Here’s “how to reproduce”:
2020-01-22_01-31-55_scrot

You’re giving us a lot of code to look through. If you think the error is in your trie implementation, it might be worth looking for a way to reproduce the problem just using the trie itself and a smallish number of calls to the trie API. In fact if you do this you’ll probably see the problem yourself. [Smiling colon hypen parenthesis here.] But even if you don’t, it will make it much easier for others to think about what’s going wrong.

Two remarks:

  • there are existing trie libraries for OCaml, why not use one of them?
    (there is a trie module in opam, but I would naturally go for the trie module of Jean-Christophe Filliatre)
  • the type declaration for your trie looks odd, you have
  type t =
  | Start of t list
  | Stop
  | Node of char * t list

while I would expect something like

type 'a t =
| Leaf of 'a
| Node of (char * 'a t) list

(this is the general case where tries carry information and not just absence/presence of a word. If you know you will never need this, you can remove the type parameter and rename Leaf into Stop.

I think that the bug may go away if you rewrite your code with a better type definition: correct definitions encourage you to write correct code.

Another source of inspiration could be cmdliner’s trie which has similar aims, namely completion or hinting.

Actually looking at Daniel’s code immediately made obvious that my proposed type signature above is not quite right: you want to store values at each node of the trie, as a key may be a prefix of another. Next iteration:

type 'a t =
| Node of 'a option * (char * 'a t) list

Even in the case where you only want sets not maps (no information carried for each word in the trie), you need to turn the 'a option in a bool parameter to know if each prefix is in fact a word in your dictionary.

That’s a rather odd implementation, I’m not sure it is a prefix tree at all. A trie should be a tree, where each node has multiple children and optional data. Here is a simple implementation of an imperative trie that focuses on performance. Here are the docs. Feel free to use it.

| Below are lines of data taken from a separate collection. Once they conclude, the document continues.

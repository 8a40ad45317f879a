pub fn render_index(today: &str, month_label: &str) -> String {
    INDEX_HTML
        .replace("{{TODAY}}", today)
        .replace("{{MONTH}}", month_label)
}

const INDEX_HTML: &str = r#"<!DOCTYPE html>
<html lang="en">
<head>
  <meta charset="UTF-8" />
  <meta name="viewport" content="width=device-width, initial-scale=1.0" />
  <title>Fitness Tracker</title>
  <style>
    @import url('https://fonts.googleapis.com/css2?family=Space+Grotesk:wght@400;500;600&family=Fraunces:wght@600&display=swap');

    :root {
      --bg-1: #eef4ee;
      --bg-2: #bfe0c9;
      --ink: #25302a;
      --accent: #2f8f5b;
      --accent-2: #2f4858;
      --muted: #7b847e;
      --card: rgba(255, 255, 255, 0.88);
      --shadow: 0 24px 60px rgba(47, 72, 88, 0.16);
    }

    * {
      box-sizing: border-box;
    }

    body {
      margin: 0;
      min-height: 100vh;
      background: radial-gradient(circle at top, var(--bg-2), transparent 60%),
        linear-gradient(135deg, var(--bg-1), #e3f1e6 60%, #f4f8f3 100%);
      color: var(--ink);
      font-family: "Space Grotesk", "Trebuchet MS", sans-serif;
      display: grid;
      place-items: center;
      padding: 32px 18px 48px;
    }

    .app {
      width: min(960px, 100%);
      background: var(--card);
      backdrop-filter: blur(12px);
      border-radius: 28px;
      box-shadow: var(--shadow);
      padding: 36px;
      display: grid;
      gap: 28px;
    }

    h1 {
      font-family: "Fraunces", "Georgia", serif;
      font-size: clamp(2rem, 4vw, 2.6rem);
      margin: 0;
    }

    h2 {
      margin: 0 0 12px;
      font-size: 1.2rem;
    }

    .subtitle {
      margin: 0;
      color: var(--muted);
    }

    .panels {
      display: grid;
      grid-template-columns: repeat(auto-fit, minmax(260px, 1fr));
      gap: 18px;
    }

    .card {
      background: white;
      border-radius: 20px;
      padding: 20px;
      border: 1px solid rgba(47, 72, 88, 0.08);
    }

    .timer {
      font-size: 3rem;
      font-weight: 600;
      color: var(--accent-2);
      margin: 8px 0 16px;
    }

    .stats {
      display: flex;
      gap: 24px;
      margin-top: 12px;
    }

    .stats .label {
      display: block;
      font-size: 0.8rem;
      text-transform: uppercase;
      letter-spacing: 0.12em;
      color: var(--muted);
    }

    .stats .value {
      font-size: 1.5rem;
      font-weight: 600;
    }

    button {
      appearance: none;
      border: none;
      border-radius: 999px;
      padding: 10px 16px;
      font-size: 0.95rem;
      font-weight: 600;
      cursor: pointer;
      background: var(--accent);
      color: white;
    }

    button.secondary {
      background: #e6ece8;
      color: var(--ink);
    }

    .weekly-list {
      list-style: none;
      margin: 0;
      padding: 0;
      display: grid;
      gap: 8px;
    }

    .weekly-list li {
      display: flex;
      justify-content: space-between;
      gap: 12px;
      font-size: 0.9rem;
    }

    .calendar-header {
      display: flex;
      align-items: center;
      justify-content: space-between;
      margin-bottom: 12px;
    }

    .weekday-row,
    .calendar-grid {
      display: grid;
      grid-template-columns: repeat(7, 1fr);
      gap: 6px;
    }

    .weekday-row span {
      text-align: center;
      font-size: 0.8rem;
      color: var(--muted);
    }

    .day {
      border-radius: 12px;
      border: 1px solid rgba(47, 72, 88, 0.08);
      padding: 6px;
      min-height: 96px;
      display: grid;
      gap: 4px;
      align-content: start;
      font-size: 0.75rem;
    }

    .day.outside {
      opacity: 0.45;
    }

    .day.today {
      border-color: var(--accent);
      box-shadow: 0 0 0 2px rgba(47, 143, 91, 0.2);
    }

    .day-number {
      font-weight: 600;
    }

    .chip {
      padding: 3px 6px;
      font-size: 0.7rem;
      background: #eef1ef;
      color: var(--ink);
    }

    .chip.done {
      background: var(--accent);
      color: white;
    }

    .error-text,
    .status[data-type="error"] {
      color: #c63b2b;
    }

    .status[data-type="ok"] {
      color: #2d7a4b;
    }
  </style>
</head>
<body>
  <main class="app">
    <header>
      <h1>Fitness Tracker</h1>
      <p class="subtitle">Today is <span id="todayText">{{TODAY}}</span>.</p>
    </header>

    <section class="panels">
      <div class="card">
        <h2>Daily plank</h2>
        <div class="timer" id="timer">01:00</div>
        <button id="startPauseBtn" type="button">Start</button>
        <button id="resetBtn" class="secondary" type="button">Reset</button>
        <button id="markPlankBtn" class="secondary" type="button">Mark done</button>
        <p id="plankStatus" class="subtitle">Plank not completed yet today</p>
        <div class="stats">
          <div><span class="label">Streak</span><span class="value" id="streakValue">0 days</span></div>
          <div><span class="label">Total</span><span class="value" id="totalValue">0</span></div>
        </div>
      </div>

      <div class="card">
        <h2>Weekly plan</h2>
        <p id="startDateText" class="subtitle"></p>
        <ul class="weekly-list" id="weeklyList"></ul>
      </div>
    </section>

    <section class="card">
      <div class="calendar-header">
        <button id="prevMonth" class="secondary" type="button">&larr;</button>
        <h2 id="monthLabel">{{MONTH}}</h2>
        <button id="nextMonth" class="secondary" type="button">&rarr;</button>
      </div>
      <div class="weekday-row" id="weekdayRow"></div>
      <div class="calendar-grid" id="calendarGrid"></div>
    </section>

    <section class="card">
      <h2>Backup</h2>
      <button id="exportBtn" type="button">Export data</button>
      <input id="importInput" type="file" accept="application/json" />
      <p class="status" id="status"></p>
    </section>

    <template id="dayCellTemplate">
      <div class="day">
        <span class="day-number"></span>
        <span class="workout-text"></span>
        <button class="chip workout-chip" type="button">Workout</button>
        <button class="chip plank-chip" type="button">Plank</button>
      </div>
    </template>
  </main>

  <script>
    const showError = (message) => {
      const existing = document.getElementById('appError');
      if (existing) existing.remove();
      const note = document.createElement('p');
      note.id = 'appError';
      note.className = 'error-text';
      note.textContent = message;
      (document.querySelector('.app') || document.body).prepend(note);
    };

    const initApp = () => {
      const ids = [
        'timer', 'startPauseBtn', 'resetBtn', 'markPlankBtn', 'plankStatus', 'streakValue',
        'totalValue', 'weeklyList', 'startDateText', 'monthLabel', 'weekdayRow', 'calendarGrid',
        'prevMonth', 'nextMonth', 'exportBtn', 'importInput', 'dayCellTemplate', 'status'
      ];
      const el = {};
      ids.forEach((id) => { el[id] = document.getElementById(id); });
      if (ids.some((id) => !el[id])) {
        showError('Could not load all app sections. Please refresh the page.');
        return;
      }

      let view = null;
      let timerRunning = false;
      let pollId = null;

      const setStatus = (message, type) => {
        el.status.textContent = message;
        el.status.dataset.type = type || '';
      };

      const request = async (path, options) => {
        const res = await fetch(path, options);
        if (!res.ok) {
          const msg = await res.text();
          throw new Error(msg || 'Request failed');
        }
        return res.json();
      };

      const post = (path, body) => request(path, {
        method: 'POST',
        headers: { 'content-type': 'application/json' },
        body: body === undefined ? undefined : JSON.stringify(body)
      });

      const renderTimer = (timer) => {
        el.timer.textContent = timer.display;
        timerRunning = timer.running;
        el.startPauseBtn.textContent = timer.running ? 'Pause' : 'Start';
        if (timer.running && !pollId) {
          pollId = setInterval(() => {
            request('/api/timer').then((next) => {
              renderTimer(next);
              if (!next.running) refresh();
            }).catch((err) => setStatus(err.message, 'error'));
          }, 1000);
        } else if (!timer.running && pollId) {
          clearInterval(pollId);
          pollId = null;
        }
      };

      const renderSummary = (summary) => {
        el.totalValue.textContent = `${summary.total_planks}`;
        el.streakValue.textContent = `${summary.streak} days`;
        el.plankStatus.textContent = summary.plank_done_today
          ? 'Plank complete for today ✅'
          : 'Plank not completed yet today';
        renderTimer(summary.timer);
      };

      const renderSchedule = (schedule) => {
        el.startDateText.textContent = `Tracking cycle started: ${schedule.tracking_start_date}`;
        el.weeklyList.innerHTML = '';
        schedule.plan.forEach((entry) => {
          const li = document.createElement('li');
          const left = document.createElement('strong');
          left.textContent = entry.weekday;
          const right = document.createElement('span');
          right.textContent = entry.activity;
          li.append(left, right);
          el.weeklyList.appendChild(li);
        });
      };

      const toggle = (kind, date) => {
        post('/api/toggle', { kind, date })
          .then(refresh)
          .catch((err) => setStatus(err.message, 'error'));
      };

      const renderCalendar = (calendar) => {
        view = { year: calendar.year, month: calendar.month };
        el.monthLabel.textContent = calendar.label;
        el.weekdayRow.innerHTML = '';
        calendar.weekdays.forEach((day) => {
          const span = document.createElement('span');
          span.textContent = day;
          el.weekdayRow.appendChild(span);
        });

        el.calendarGrid.innerHTML = '';
        calendar.cells.forEach((cell) => {
          const node = el.dayCellTemplate.content.firstElementChild.cloneNode(true);
          if (!cell.is_current_month) node.classList.add('outside');
          if (cell.is_today) node.classList.add('today');
          node.querySelector('.day-number').textContent = cell.day;
          node.querySelector('.workout-text').textContent = cell.workout_text;
          const workoutChip = node.querySelector('.workout-chip');
          const plankChip = node.querySelector('.plank-chip');
          if (cell.workout_done) workoutChip.classList.add('done');
          if (cell.plank_done) plankChip.classList.add('done');
          workoutChip.addEventListener('click', () => toggle('workout', cell.date));
          plankChip.addEventListener('click', () => toggle('plank', cell.date));
          el.calendarGrid.appendChild(node);
        });
      };

      const calendarPath = (year, month, nav) => {
        if (year === undefined) return '/api/calendar';
        const path = `/api/calendar?year=${year}&month=${month}`;
        return nav ? `${path}&nav=${nav}` : path;
      };

      const loadCalendar = (year, month, nav) =>
        request(calendarPath(year, month, nav)).then(renderCalendar);

      const refresh = () => Promise.all([
        request('/api/summary').then(renderSummary),
        request('/api/schedule').then(renderSchedule),
        view ? loadCalendar(view.year, view.month) : loadCalendar()
      ]).catch((err) => setStatus(err.message, 'error'));

      el.startPauseBtn.addEventListener('click', () => {
        post(timerRunning ? '/api/timer/pause' : '/api/timer/start')
          .then(renderTimer)
          .catch((err) => setStatus(err.message, 'error'));
      });
      el.resetBtn.addEventListener('click', () => {
        post('/api/timer/reset').then(renderTimer).catch((err) => setStatus(err.message, 'error'));
      });
      el.markPlankBtn.addEventListener('click', () => {
        post('/api/plank').then(refresh).catch((err) => setStatus(err.message, 'error'));
      });
      el.prevMonth.addEventListener('click', () => {
        loadCalendar(view.year, view.month, 'prev').catch((err) => setStatus(err.message, 'error'));
      });
      el.nextMonth.addEventListener('click', () => {
        loadCalendar(view.year, view.month, 'next').catch((err) => setStatus(err.message, 'error'));
      });
      el.exportBtn.addEventListener('click', () => {
        const a = document.createElement('a');
        a.href = '/api/export';
        document.body.appendChild(a);
        a.click();
        a.remove();
      });
      el.importInput.addEventListener('change', (event) => {
        const file = event.target.files[0];
        if (!file) return;
        file.text()
          .then((text) => request('/api/import', { method: 'POST', body: text }))
          .then((result) => {
            setStatus(result.message, 'ok');
            return refresh();
          })
          .catch(() => setStatus('Could not import data. Please choose a valid export JSON file.', 'error'));
      });

      refresh();
    };

    document.addEventListener('DOMContentLoaded', () => {
      try {
        initApp();
      } catch (err) {
        showError('The app failed to initialize. Please reload and try again.');
      }
    });
  </script>
</body>
</html>
"#;

#[cfg(test)]
mod tests {
    use super::*;

    #[test]
    fn index_fills_placeholders() {
        let html = render_index("2024-06-12", "June 2024");
        assert!(html.contains("2024-06-12"));
        assert!(html.contains("June 2024"));
        assert!(!html.contains("{{"));
    }
}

Thank you everybody for the suggestions. I’ve managed to make a working draft with an immutable trie. I’ll focus on optimizing it in the next days. Thanks especially to @gasche for the proposed signature, which is what I’ve used. If you want to try it I’ve pushed to the completion branch of gobba. Do you know any good micro benchmarking library that I can use to test my language? Something that produces already plotted charts or easily plottable data.